━━ Records provided ━━
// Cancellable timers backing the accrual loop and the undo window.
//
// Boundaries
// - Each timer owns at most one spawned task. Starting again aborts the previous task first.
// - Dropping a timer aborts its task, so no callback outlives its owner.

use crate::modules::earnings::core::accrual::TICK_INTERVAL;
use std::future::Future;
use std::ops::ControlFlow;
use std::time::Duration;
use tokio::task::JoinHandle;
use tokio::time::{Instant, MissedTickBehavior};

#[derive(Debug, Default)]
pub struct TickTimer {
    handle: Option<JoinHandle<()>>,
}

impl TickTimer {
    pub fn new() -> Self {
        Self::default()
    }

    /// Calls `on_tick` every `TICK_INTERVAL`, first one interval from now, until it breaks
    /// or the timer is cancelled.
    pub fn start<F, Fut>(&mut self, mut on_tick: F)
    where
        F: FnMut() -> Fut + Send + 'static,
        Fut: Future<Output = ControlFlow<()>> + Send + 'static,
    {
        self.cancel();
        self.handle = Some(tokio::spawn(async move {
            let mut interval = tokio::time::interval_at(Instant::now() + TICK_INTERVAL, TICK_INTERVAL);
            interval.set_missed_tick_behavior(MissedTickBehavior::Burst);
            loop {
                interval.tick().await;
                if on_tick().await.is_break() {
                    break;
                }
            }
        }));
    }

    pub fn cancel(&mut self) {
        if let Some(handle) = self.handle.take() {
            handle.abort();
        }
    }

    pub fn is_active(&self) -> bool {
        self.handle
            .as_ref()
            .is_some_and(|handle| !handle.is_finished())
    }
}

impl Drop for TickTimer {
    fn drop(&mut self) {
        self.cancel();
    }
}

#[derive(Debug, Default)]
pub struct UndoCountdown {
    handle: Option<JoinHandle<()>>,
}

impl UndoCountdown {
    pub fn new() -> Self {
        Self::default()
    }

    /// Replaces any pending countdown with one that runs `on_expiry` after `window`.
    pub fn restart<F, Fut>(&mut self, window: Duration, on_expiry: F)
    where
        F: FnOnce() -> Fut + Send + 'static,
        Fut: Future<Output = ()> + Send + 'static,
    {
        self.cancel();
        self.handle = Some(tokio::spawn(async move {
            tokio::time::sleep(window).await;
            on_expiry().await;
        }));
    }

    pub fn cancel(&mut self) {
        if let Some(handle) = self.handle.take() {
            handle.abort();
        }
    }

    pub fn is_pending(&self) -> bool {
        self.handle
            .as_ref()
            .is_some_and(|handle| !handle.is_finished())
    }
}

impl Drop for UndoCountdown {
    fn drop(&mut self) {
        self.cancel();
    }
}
━━━
━━ Records provided ━━
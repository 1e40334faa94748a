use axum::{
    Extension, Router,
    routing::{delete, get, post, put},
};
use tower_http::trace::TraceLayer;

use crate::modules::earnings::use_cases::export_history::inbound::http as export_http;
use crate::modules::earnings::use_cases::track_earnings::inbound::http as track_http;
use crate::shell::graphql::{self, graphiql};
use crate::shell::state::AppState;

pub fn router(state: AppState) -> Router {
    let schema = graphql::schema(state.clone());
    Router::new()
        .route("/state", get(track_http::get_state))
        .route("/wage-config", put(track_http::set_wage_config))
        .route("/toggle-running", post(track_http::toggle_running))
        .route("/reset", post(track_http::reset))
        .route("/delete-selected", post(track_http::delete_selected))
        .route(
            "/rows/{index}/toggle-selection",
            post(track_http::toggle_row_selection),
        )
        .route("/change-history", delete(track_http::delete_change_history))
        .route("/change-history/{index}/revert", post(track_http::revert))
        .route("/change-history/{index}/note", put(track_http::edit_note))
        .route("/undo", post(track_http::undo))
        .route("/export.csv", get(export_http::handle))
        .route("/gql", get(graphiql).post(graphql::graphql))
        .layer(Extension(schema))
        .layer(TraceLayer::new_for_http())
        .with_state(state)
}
━━━
Could you write out, exactly as they stand, only the lines above that begin at the line with "the undo window." and stop after the line with "Replaces any pending"?

// Cancellable timers backing the accrual loop and the undo window.
//
// Boundaries
// - Each timer owns at most one spawned task. Starting again aborts the previous task first.
// - Dropping a timer aborts its task, so no callback outlives its owner.

use crate::modules::earnings::core::accrual::TICK_INTERVAL;
use std::future::Future;
use std::ops::ControlFlow;
use std::time::Duration;
use tokio::task::JoinHandle;
use tokio::time::{Instant, MissedTickBehavior};

#[derive(Debug, Default)]
pub struct TickTimer {
    handle: Option<JoinHandle<()>>,
}

impl TickTimer {
    pub fn new() -> Self {
        Self::default()
    }

    /// Calls `on_tick` every `TICK_INTERVAL`, first one interval from now, until it breaks
    /// or the timer is cancelled.
    pub fn start<F, Fut>(&mut self, mut on_tick: F)
    where
        F: FnMut() -> Fut + Send + 'static,
        Fut: Future<Output = ControlFlow<()>> + Send + 'static,
    {
        self.cancel();
        self.handle = Some(tokio::spawn(async move {
            let mut interval = tokio::time::interval_at(Instant::now() + TICK_INTERVAL, TICK_INTERVAL);
            interval.set_missed_tick_behavior(MissedTickBehavior::Burst);
            loop {
                interval.tick().await;
                if on_tick().await.is_break() {
                    break;
                }
            }
        }));
    }

    pub fn cancel(&mut self) {
        if let Some(handle) = self.handle.take() {
            handle.abort();
        }
    }

    pub fn is_active(&self) -> bool {
        self.handle
            .as_ref()
            .is_some_and(|handle| !handle.is_finished())
    }
}

impl Drop for TickTimer {
    fn drop(&mut self) {
        self.cancel();
    }
}

#[derive(Debug, Default)]
pub struct UndoCountdown {
    handle: Option<JoinHandle<()>>,
}

impl UndoCountdown {
    pub fn new() -> Self {
        Self::default()
    }

    /// Replaces any pending countdown with one that runs `on_expiry` after `window`.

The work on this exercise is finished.